If you’ve read through my blogs you know that I really like my Hello Moshi Clock, and my BlueAnt V1 headset. These aren’t the only speech products I like, and some of the others don’t even use Sensory’s technology. I’ll mention a few others of my favorites, in no particular order:

  1. Midomi by Melodis. I’ve been playing with this free download on my iPhone. It lets you sing, hum, type, speak, or even hold your phone up to any song and it identifies it. I’m really amazed how well it works when I sing…and my singing isn’t very on pitch! You get to hear samples of different songs that their recognizer calls up. They record some users (it’s a little weird when you hear someone without any musical backing).
  2. 1800Call411 by Microsoft. This is my favorite of the free information services now available! You can get weather reports, stock market updates, call business, get movie info or buy tickets, find cheap gas, and lots more. The cool thing is that ITS NOT MULTI-MODAL. Multimodal interfaces are great when you can sit staring and playing with your cellphone, but HORRIBLE when driving. Goog-411 is nice too, and possibly more accurate than Microsoft, but business listings alone does not suffice. Microsoft has the right idea…Google is being too conservative (are those crazy young guys getting gray hairs?).
  3. Vlingo. Another free download for my iPhone. This is the most accurate “say anything” interface I have ever seen. Unconstrained speech is a real bitch, and Vlingo has the first usable unconstrained interface I have ever tried. It usually works. Even when its not 100% accurate it does speed entry. I wish they had a version that was 100% voice interface. I like the mono-modal interfaces where I talk and it talks back, but these are definitely the toughest to conquer.
  4. Radar by FisherPrice. Maybe I’m being a little nostalgic. This was one of Sensory’s first products released back around 1997, and it may be the best thought out educational play experience of any product we’ve ever done. It was a little robot with a phone. You would talk to it through the phone and play educational games. I can still remember my then 3 year old son, mimicking Radar would say, “What did you say? I can’t hear you. Please talk louder.” It had a true Voice User Interface (that is, there wasn’t a bunch of button and knob backup choices).
  5. Lightswitches by Voice Signal and VOS. These companies used to duke it out over this market that never fully emerged. VOS used Sensory IC’s (actually, so did Voice Signal in their very first implementation). Later, Voice Signal had its own technology that worked surprisingly well. The challenge in these products was to create a hands free trigger command that didn’t false trigger but worked well in noise. They both kept improving but never quite got there for mainstream acceptance.
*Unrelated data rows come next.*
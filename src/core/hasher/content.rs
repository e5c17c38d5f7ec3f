//! Content hashing for exact duplicate detection.
//!
//! SHA-1 over the raw file bytes, read in bounded chunks so file size never
//! bounds memory. The digest does not depend on the chunk size.

use crate::error::HashError;
use serde::{Serialize, Serializer};
use sha1::{Digest, Sha1};
use std::fs::File;
use std::io::{self, Read};
use std::path::Path;

/// A 160-bit content digest
#[derive(Debug, Clone, Copy, PartialEq, Eq, PartialOrd, Ord, Hash)]
pub struct ContentDigest([u8; 20]);

impl ContentDigest {
    pub fn to_hex(&self) -> String {
        self.0.iter().map(|b| format!("{:02x}", b)).collect()
    }

    /// The first 64 bits, big-endian
    pub fn leading_u64(&self) -> u64 {
        let mut head = [0u8; 8];
        head.copy_from_slice(&self.0[..8]);
        u64::from_be_bytes(head)
    }
}

impl std::fmt::Display for ContentDigest {
    fn fmt(&self, f: &mut std::fmt::Formatter<'_>) -> std::fmt::Result {
        f.write_str(&self.to_hex())
    }
}

impl Serialize for ContentDigest {
    fn serialize<S: Serializer>(&self, serializer: S) -> Result<S::Ok, S::Error> {
        serializer.serialize_str(&self.to_hex())
    }
}

/// Streams files through SHA-1
#[derive(Debug, Clone)]
pub struct ContentHasher {
    chunk_size: usize,
}

impl ContentHasher {
    /// `chunk_size` of zero is bumped to one byte
    pub fn new(chunk_size: usize) -> Self {
        Self {
            chunk_size: chunk_size.max(1),
        }
    }

    /// Digest of an in-memory buffer
    pub fn digest_bytes(bytes: &[u8]) -> ContentDigest {
        ContentDigest(Sha1::digest(bytes).into())
    }

    /// Digest everything `reader` yields
    pub fn digest_reader<R: Read>(&self, mut reader: R) -> io::Result<ContentDigest> {
        let mut hasher = Sha1::new();
        let mut buffer = vec![0u8; self.chunk_size];

        loop {
            let read = match reader.read(&mut buffer) {
                Ok(0) => break,
                Ok(n) => n,
                Err(e) if e.kind() == io::ErrorKind::Interrupted => continue,
                Err(e) => return Err(e),
            };
            hasher.update(&buffer[..read]);
        }

        Ok(ContentDigest(hasher.finalize().into()))
    }

    /// Digest a file on disk
    pub fn digest_file(&self, path: &Path) -> Result<ContentDigest, HashError> {
        let to_error = |source| HashError::IoError {
            path: path.to_path_buf(),
            source,
        };
        let file = File::open(path).map_err(to_error)?;
        self.digest_reader(file).map_err(to_error)
    }
}

impl Default for ContentHasher {
    fn default() -> Self {
        Self::new(1 << 20)
    }
}

#[cfg(test)]
mod tests {
    use super::*;
    use std::io::Cursor;
    use tempfile::TempDir;

    #[test]
    fn known_sha1_vector() {
        let digest = ContentHasher::digest_bytes(b"abc");
        assert_eq!(digest.to_hex(), "a9993e364706816aba3e25717850c26c9cd0d89d");
    }

    #[test]
    fn chunk_size_does_not_change_digest() {
        let data: Vec<u8> = (0..10_000u32).map(|i| (i * 7 % 251) as u8).collect();
        let whole = ContentHasher::digest_bytes(&data);

        for chunk in [1, 3, 64, 4096, 1 << 20] {
            let streamed = ContentHasher::new(chunk)
                .digest_reader(Cursor::new(&data))
                .unwrap();
            assert_eq!(streamed, whole, "chunk size {}", chunk);
        }
    }

    #[test]
    fn identical_files_share_a_digest() {
        let temp_dir = TempDir::new().unwrap();
        let a = temp_dir.path().join("a.jpg");
        let b = temp_dir.path().join("b.jpg");
        std::fs::write(&a, b"same bytes").unwrap();
        std::fs::write(&b, b"same bytes").unwrap();

        let hasher = ContentHasher::default();
        assert_eq!(hasher.digest_file(&a).unwrap(), hasher.digest_file(&b).unwrap());
        assert_eq!(hasher.digest_file(&a).unwrap(), hasher.digest_file(&a).unwrap());
    }

    #[test]
    fn one_flipped_byte_changes_digest() {
        let mut data = vec![0u8; 512];
        let before = ContentHasher::digest_bytes(&data);
        data[100] ^= 0x01;
        assert_ne!(ContentHasher::digest_bytes(&data), before);
    }

    #[test]
    fn missing_file_is_an_io_error() {
        let result = ContentHasher::default().digest_file(Path::new("/nonexistent/file.jpg"));
        assert!(matches!(result, Err(HashError::IoError { .. })));
    }

    #[test]
    fn leading_bits_are_big_endian() {
        let digest = ContentHasher::digest_bytes(b"abc");
        assert_eq!(digest.leading_u64(), 0xa999_3e36_4706_816a);
    }
}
I could keep going, but I’ll diverge here with thoughts coming from the hands-free trigger lightswitches. These were a huge opportunity that never seemed to emerge. The products were amazingly handy, and worked surprisingly well, given the technical challenge (especially given the huge success of things like the Clapper, which turns into a strobe light when music is played with a strong snare beat). It was the occasional trigger rejections and false fires that kept these from becoming mainstream. Sensory has been working on this hands-free trigger challenge for about 12 years, and we have a new patent pending approach to dealing with it that will enable a whole new class of hands-free trigger devices ranging from lightswitches to clocks, to carkits, to ovens & microwaves, to picture frames,  and other internet connected devices. We should have some interesting announcements with this technology in the months ahead!